In the oocyte, global transcriptional silencing is a highly conserved mechanism that is essential for the transition from the differentiated oocyte to the totipotent zygote. Here, I report that global transcriptional silencing in the mouse oocyte depends on an mRNA decay activator. By downregulating master regulators of transcription during oocyte growth, particularly a group of mRNAs encoding demethylases for H3K4 and H3K9, ZFP36L2 enables increased histone methylation that is associated with transcriptional silencing. These results uncover a mRNA decay mechanism that acts a developmental switch during growth of the mammalian oocyte, resulting in wide-spread shifts in chromatin modification, and mediating silencing of transcription in the oocyte.
The pluripotent population of cells in the blastocyst, the inner cell mass, is established in the mouse embryo approximately three days after fertilization. These cells will undergo gastrulation to form the entire organism and can be maintained in culture as embryonic stem cells. I report here that UPF2, a mRNA decay activator, is needed specifically within the pluripotent inner cell mass of the mouse embryo for maintenance of pluripotency in the embryo in vivo, as well as for embryonic stem cells in vitro. That mRNA decay may underly the establishment or maintenance of this intriguing and complex population of cells, is an exciting possibility.

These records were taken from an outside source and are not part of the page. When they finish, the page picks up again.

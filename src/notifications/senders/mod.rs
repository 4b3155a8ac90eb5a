//! Notification senders (§4.4, §6): one implementation per channel kind behind a uniform
//! trait, grounded in the teacher's `notifications::senders` module.

mod bark;
mod discord;
mod email;
mod server_chan;
mod telegram;
mod webhook;

use async_trait::async_trait;
use thiserror::Error;

use super::encryption::{EncryptionError, EncryptionService};
use super::models::ChannelConfig;

#[derive(Debug, Error)]
pub enum SenderError {
    #[error("failed to send notification: {0}")]
    SendFailed(String),
    #[error("invalid configuration for sender: {0}")]
    InvalidConfiguration(String),
    #[error("network error: {0}")]
    Network(#[from] reqwest::Error),
    #[error("decryption error: {0}")]
    Decryption(#[from] EncryptionError),
    #[error("email send failed: {0}")]
    Email(String),
}

#[async_trait]
pub trait NotificationSender: Send + Sync {
    async fn send(
        &self,
        config: &ChannelConfig,
        message: &str,
        enc: &EncryptionService,
    ) -> Result<(), SenderError>;
}

/// Dispatches to the sender implementation matching the channel's kind, grounded in the
/// teacher's per-channel-type sender registration (the teacher wires this in its HTTP layer;
/// here it's a plain match since there's no REST surface to register against).
pub fn create_notifier(config: &ChannelConfig) -> Box<dyn NotificationSender> {
    match config {
        ChannelConfig::Telegram { .. } => Box::new(telegram::TelegramSender::new()),
        ChannelConfig::Webhook { .. } => Box::new(webhook::WebhookSender::new()),
        ChannelConfig::Email { .. } => Box::new(email::EmailSender::new()),
        ChannelConfig::Discord { .. } => Box::new(discord::DiscordSender::new()),
        ChannelConfig::Bark { .. } => Box::new(bark::BarkSender::new()),
        ChannelConfig::ServerChan { .. } => Box::new(server_chan::ServerChanSender::new()),
    }
}

pub(super) fn decrypt(enc: &EncryptionService, ciphertext: &str) -> Result<String, SenderError> {
    Ok(enc.decrypt(ciphertext)?)
}
//! Traffic manager (§4.5): billing-period accounting over counter deltas reported through
//! live-state samples, grounded in the teacher's `db::duckdb_service::vps_traffic_service`.

mod manager;

pub use manager::{Manager, ManagerHandle};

Reproductive success depends on embryo implantation in the uterus, and in fertile and infertile couples alike, failure of the embryo to implant in the wall of the uterus accounts for up to 75% of all lost pregnancies. Here, I provide a qualitative assessment of gene expression and cellular communication networks within the major compartments of the human blastocyst that are most closely associated with successful implantation and ongoing pregnancy. Most strikingly, establishment and/or maintenance of the extraembryonic primitive endoderm lineage—following the second major embryonic differentiation event—most strongly differentiates embryos of high and low implantation potential. Unbiased machine learning identified genes within each embryo compartment most closely associated with implantation. Taken together, this data supports a model in which successful implantation and ongoing pregnancy predominantly depends upon the inner cell mass and highlights a potentially novel role for the extraembryonic primitive endoderm in early pregnancy success.